LPA and Administrator toured the assisted living and memory care buildings of the facility. All exits were observed unobstructed. The facility was found to be clean and at a comfortable temperature. Fire extinguishers were charged and serviced 02/08/2022. The facility has an ample supply of PPE. LPA observed COVID-19 precaution postings, liquid hand soap and paper towels available in bathrooms. Food supply is within regulation. The facility has designated visitation areas, and provides virtual visits and phone calls for family to stay in contact with residents. High touched surface areas are disinfected after each use; staff clean and disinfect the facility throughout the day. N-95 respirator Fit testing (Cal/OSHA requirement) has been completed. All staff wore masks during this inspection.

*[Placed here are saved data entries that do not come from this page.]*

//! CLI command implementations.

pub mod info;
pub mod list;
pub mod menu;
pub mod report;

use std::path::Path;

use emissions::{Emissions, QueryConfig, Session, UnparsableYearPolicy, YearRange};
use log::info;

/// Load the dataset at `data` and open a session on it.
pub fn open_session(
    data: &Path,
    policy: UnparsableYearPolicy,
    default_years: Option<YearRange>,
) -> Result<Session, Box<dyn std::error::Error>> {
    if !data.exists() {
        return Err(format!("Dataset not found: {}", data.display()).into());
    }

    let mut emissions = Emissions::new().with_query(QueryConfig::new().with_unparsable_years(policy));
    if let Some(years) = default_years {
        emissions = emissions.with_default_years(Some(years));
    }

    let session = emissions.open(data)?;
    info!("opened {} (years {})", data.display(), session.year_range());
    Ok(session)
}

LPA requested the following updated forms to be submitted to Community Care Licensing by 01/19/2023:
·
LIC 308 Designation of Facility Responsibility (1 person per form)
· LIC 500 Personnel Report
· LIC 400 Affidavit Regarding Client/Resident Cash Resources (indicate if not handling cash for residents)
· Copy of liability insurance
· LIC 610E Emergency Disaster Plan
· LIC 9020 Register of Facility Residents
· Copy of current Administrator's Certificate
· Copy of current Lease/Rental Agreement or Property Tax document showing control of property.

Exit interview conducted with Administrator, whose signature on this document confirms receipt.
**No deficiencies cited during this inspection.
SUPERVISOR'S NAME: Hope DeBenedettiTELEPHONE: (707) 588-5059
LICENSING EVALUATOR NAME: Karina CanelaTELEPHONE: 707-588-5054
LICENSING EVALUATOR SIGNATURE:
DATE: 12/19/2022
I acknowledge receipt of this form and understand my licensing appeal rights as explained and received.
FACILITY REPRESENTATIVE SIGNATURE:
DATE: 12/19/2022
This report must be available at Child Care and Group Home facilities for public review for 3 years.